[Refren: Łajzol]
A nie mówiłem?
Wszystko co wypuszczam sprawia, że zaniemówiłeś
Nabrałeś wody w usta i się kurwa utopiłeś
Nie wiem czy trafiam w gusta ale mój skład rośnie w siłę
A nie mówiłem? A nie mówiłem?
Wszystko co wypuszczam sprawia, że zaniemówiłeś
Nabrałeś wody w usta i się kurwa utopiłeś
Nie wiem czy trafiam w gusta ale mój skład rośnie w siłę
A nie mówiłem? A nie mówiłem?
[Zwrotka 1: Łajzol]
Zasiedziałeś się na grzędzie i czekasz na jakiś cud
Ja wiedziałem, że tak będzie i czekam aż spłacisz dług
02-093 Pasteura Ludwika
Zawsze goszczę przyjaciela, a frajera unikam
Na drugie mam unikat, a na pierwsze oryginał
Piękna jest moja publika, piękny uśmiech mego syna
Kiedy trzymam wszystko w ryzach, wtedy wiem, że to się kręci
I nie muszę dupy lizać żeby ktoś miał się odwdzięczyć
[Refren: Łajzol]
A nie mówiłem?
Wszystko co wypuszczam sprawia, że zaniemówiłeś
Nabrałeś wody w usta i się kurwa utopiłeś
Nie wiem czy trafiam w gusta ale mój skład rośnie w siłę
A nie mówiłem? A nie mówiłem?
Wszystko co wypuszczam sprawia, że zaniemówiłeś
Nabrałeś wody w usta i się kurwa utopiłeś
Nie wiem czy trafiam w gusta ale mój skład rośnie w siłę
A nie mówiłem? A nie mówiłem?
[Zwrotka 2: Siwers]
Nie ma już śmiesznych sitcomów, są tylko tragikomedie
Życiorys tu stawiam do pionu, prześwietlam dziś ludzi jak rentgen
Z daleka wyczuję mendę, kto zamienia tu serce na pengę
Dziś jest ich dwa razy więcej, pakuję ich w worki jak Dexter
Ja żyję se lekko, bagaż mam ciężki, dziś gra w duszy mi Burial
Wiem co to bad trip, miasto Ci da, miasto zabierze, to dżungla
Patrz komu podajesz rękę, nie zapominaj nawet na chwilę
Ktoś da na talerzu serce, a w plecy dostaje sztylet
[Refren: Łajzol]
A nie mówiłem?
Wszystko co wypuszczam sprawia, że zaniemówiłeś
Nabrałeś wody w usta i się kurwa utopiłeś
Nie wiem czy trafiam w gusta ale mój skład rośnie w siłę
A nie mówiłem? A nie mówiłem?
Wszystko co wypuszczam sprawia, że zaniemówiłeś
Nabrałeś wody w usta i się kurwa utopiłeś
Nie wiem czy trafiam w gusta ale mój skład rośnie w siłę
A nie mówiłem?
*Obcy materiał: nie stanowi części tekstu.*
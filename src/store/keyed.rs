//! Ordered string-keyed store with assertion-checked reads.

use crate::errors::StoreError;
use serde::{Deserialize, Serialize};
use serde_json::{Map, Value};

/// Runtime type tag of a stored value.
#[derive(Debug, Clone, Copy, PartialEq, Eq, Hash, Serialize, Deserialize)]
#[serde(rename_all = "snake_case")]
pub enum ValueKind {
    Null,
    Bool,
    Integer,
    Float,
    String,
    List,
    Map,
}

impl ValueKind {
    /// Tag of a concrete value.
    pub fn of(value: &Value) -> Self {
        match value {
            Value::Null => Self::Null,
            Value::Bool(_) => Self::Bool,
            Value::Number(n) if n.is_i64() || n.is_u64() => Self::Integer,
            Value::Number(_) => Self::Float,
            Value::String(_) => Self::String,
            Value::Array(_) => Self::List,
            Value::Object(_) => Self::Map,
        }
    }
}

impl std::fmt::Display for ValueKind {
    fn fmt(&self, f: &mut std::fmt::Formatter<'_>) -> std::fmt::Result {
        match self {
            ValueKind::Null => write!(f, "null"),
            ValueKind::Bool => write!(f, "bool"),
            ValueKind::Integer => write!(f, "integer"),
            ValueKind::Float => write!(f, "float"),
            ValueKind::String => write!(f, "string"),
            ValueKind::List => write!(f, "list"),
            ValueKind::Map => write!(f, "map"),
        }
    }
}

impl std::str::FromStr for ValueKind {
    type Err = anyhow::Error;

    fn from_str(s: &str) -> Result<Self, Self::Err> {
        match s.to_lowercase().as_str() {
            "null" => Ok(ValueKind::Null),
            "bool" => Ok(ValueKind::Bool),
            "integer" | "int" => Ok(ValueKind::Integer),
            "float" => Ok(ValueKind::Float),
            "string" | "str" => Ok(ValueKind::String),
            "list" => Ok(ValueKind::List),
            "map" | "dict" => Ok(ValueKind::Map),
            _ => anyhow::bail!(
                "Invalid value kind '{}'. Valid values: null, bool, integer, float, string, list, map",
                s
            ),
        }
    }
}

/// Length of a value, if its kind has one.
pub fn value_len(value: &Value) -> Option<usize> {
    match value {
        Value::String(s) => Some(s.chars().count()),
        Value::Array(a) => Some(a.len()),
        Value::Object(o) => Some(o.len()),
        _ => None,
    }
}

/// Assertions applied by [`KeyedStore::get_with`].
#[derive(Debug, Clone)]
pub struct GetOptions {
    /// Returned when the key is absent
    pub default: Option<Value>,
    /// Accepted kinds; empty accepts anything
    pub assert_type: Vec<ValueKind>,
    /// Reject values of zero length
    pub assert_len: bool,
    /// Reject absent keys that have no default
    pub assert_in: bool,
}

impl Default for GetOptions {
    fn default() -> Self {
        Self {
            default: None,
            assert_type: Vec::new(),
            assert_len: false,
            assert_in: true,
        }
    }
}

impl GetOptions {
    pub fn new() -> Self {
        Self::default()
    }

    pub fn with_default(mut self, value: impl Into<Value>) -> Self {
        self.default = Some(value.into());
        self
    }

    pub fn with_types(mut self, kinds: &[ValueKind]) -> Self {
        self.assert_type = kinds.to_vec();
        self
    }

    pub fn with_assert_len(mut self, assert_len: bool) -> Self {
        self.assert_len = assert_len;
        self
    }

    pub fn with_assert_in(mut self, assert_in: bool) -> Self {
        self.assert_in = assert_in;
        self
    }
}

/// Mapping from string key to an arbitrary serializable value.
///
/// Insertion order is preserved for iteration and persistence; consumers
/// should not attach meaning to it.
#[derive(Debug, Clone, Default, PartialEq, Serialize, Deserialize)]
#[serde(transparent)]
pub struct KeyedStore {
    entries: Map<String, Value>,
}

impl KeyedStore {
    pub fn new() -> Self {
        Self::default()
    }

    /// Read a required key.
    pub fn get(&self, key: &str) -> Result<&Value, StoreError> {
        self.entries.get(key).ok_or_else(|| StoreError::KeyNotFound {
            key: key.to_string(),
        })
    }

    /// Read a key, applying the presence, type and length assertions in `opts`.
    ///
    /// Returns `Ok(None)` only when the key is absent, no default is given and
    /// `assert_in` is off. Assertions apply to the default as well.
    pub fn get_with<'a>(
        &'a self,
        key: &str,
        opts: &'a GetOptions,
    ) -> Result<Option<&'a Value>, StoreError> {
        let value = match self.entries.get(key).or(opts.default.as_ref()) {
            Some(v) => v,
            None if opts.assert_in => {
                return Err(StoreError::KeyNotFound {
                    key: key.to_string(),
                });
            }
            None => return Ok(None),
        };

        if !opts.assert_type.is_empty() {
            let found = ValueKind::of(value);
            if !opts.assert_type.contains(&found) {
                return Err(StoreError::TypeAssertion {
                    key: key.to_string(),
                    expected: opts.assert_type.clone(),
                    found,
                });
            }
        }

        if opts.assert_len {
            match value_len(value) {
                Some(0) => {
                    return Err(StoreError::LengthAssertion {
                        key: key.to_string(),
                    });
                }
                Some(_) => {}
                None => {
                    return Err(StoreError::Unsized {
                        key: key.to_string(),
                        kind: ValueKind::of(value),
                    });
                }
            }
        }

        Ok(Some(value))
    }

    /// Read a key that must hold one of `kinds`.
    pub fn get_typed(&self, key: &str, kinds: &[ValueKind]) -> Result<&Value, StoreError> {
        let value = self.get(key)?;
        let found = ValueKind::of(value);
        if kinds.contains(&found) {
            Ok(value)
        } else {
            Err(StoreError::TypeAssertion {
                key: key.to_string(),
                expected: kinds.to_vec(),
                found,
            })
        }
    }

    pub fn get_i64(&self, key: &str) -> Result<i64, StoreError> {
        let value = self.get_typed(key, &[ValueKind::Integer])?;
        value.as_i64().ok_or_else(|| StoreError::TypeAssertion {
            key: key.to_string(),
            expected: vec![ValueKind::Integer],
            found: ValueKind::of(value),
        })
    }

    pub fn get_str(&self, key: &str) -> Result<&str, StoreError> {
        match self.get_typed(key, &[ValueKind::String])? {
            Value::String(s) => Ok(s),
            other => Err(StoreError::TypeAssertion {
                key: key.to_string(),
                expected: vec![ValueKind::String],
                found: ValueKind::of(other),
            }),
        }
    }

    pub fn get_list(&self, key: &str) -> Result<&Vec<Value>, StoreError> {
        match self.get_typed(key, &[ValueKind::List])? {
            Value::Array(a) => Ok(a),
            other => Err(StoreError::TypeAssertion {
                key: key.to_string(),
                expected: vec![ValueKind::List],
                found: ValueKind::of(other),
            }),
        }
    }

    /// Store `value` under `key`, returning the value it replaced.
    pub fn set(&mut self, key: impl Into<String>, value: impl Into<Value>) -> Option<Value> {
        self.entries.insert(key.into(), value.into())
    }

    /// Remove `key`, keeping the order of the remaining entries.
    pub fn remove(&mut self, key: &str) -> Option<Value> {
        self.entries.shift_remove(key)
    }

    pub fn contains(&self, key: &str) -> bool {
        self.entries.contains_key(key)
    }

    /// Keys in insertion order.
    pub fn keys(&self) -> Vec<&str> {
        self.entries.keys().map(String::as_str).collect()
    }

    pub fn iter(&self) -> impl Iterator<Item = (&String, &Value)> {
        self.entries.iter()
    }

    pub fn len(&self) -> usize {
        self.entries.len()
    }

    pub fn is_empty(&self) -> bool {
        self.entries.is_empty()
    }

    pub fn clear(&mut self) {
        self.entries.clear();
    }
}

impl FromIterator<(String, Value)> for KeyedStore {
    fn from_iter<I: IntoIterator<Item = (String, Value)>>(iter: I) -> Self {
        Self {
            entries: iter.into_iter().collect(),
        }
    }
}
A nie mówiłem?
[Zwrotka 3: Kosi]
Nie przyszedłem do was znikąd no i nie chce od was nic
Chociaż głowę masz zamkniętą, znów otwieram z kopa drzwi
Kiedy znowu cię spotykam, jarasz się jak góry chrustu
Łatwo przejrzeć cię na wylot, masz za duże dziury w mózgu
Mówią muzyka rzecz gustu, to jest prawda, to jest fakt
Wasz po prostu jest chujowy, stawiam hashtag to jest rak
Nie chcę być nauczycielem, bo na chuja mi ta fucha
Mogę być uzdrowicielem, musisz nauczyć się słuchać
[Refren: Łajzol]
A nie mówiłem?
Wszystko co wypuszczam sprawia, że zaniemówiłeś
Nabrałeś wody w usta i się kurwa utopiłeś
Nie wiem czy trafiam w gusta ale mój skład rośnie w siłę
A nie mówiłem? A nie mówiłem?
Wszystko co wypuszczam sprawia, że zaniemówiłeś
Nabrałeś wody w usta i się kurwa utopiłeś
Nie wiem czy trafiam w gusta ale mój skład rośnie w siłę
A nie mówiłem? A nie mówiłem?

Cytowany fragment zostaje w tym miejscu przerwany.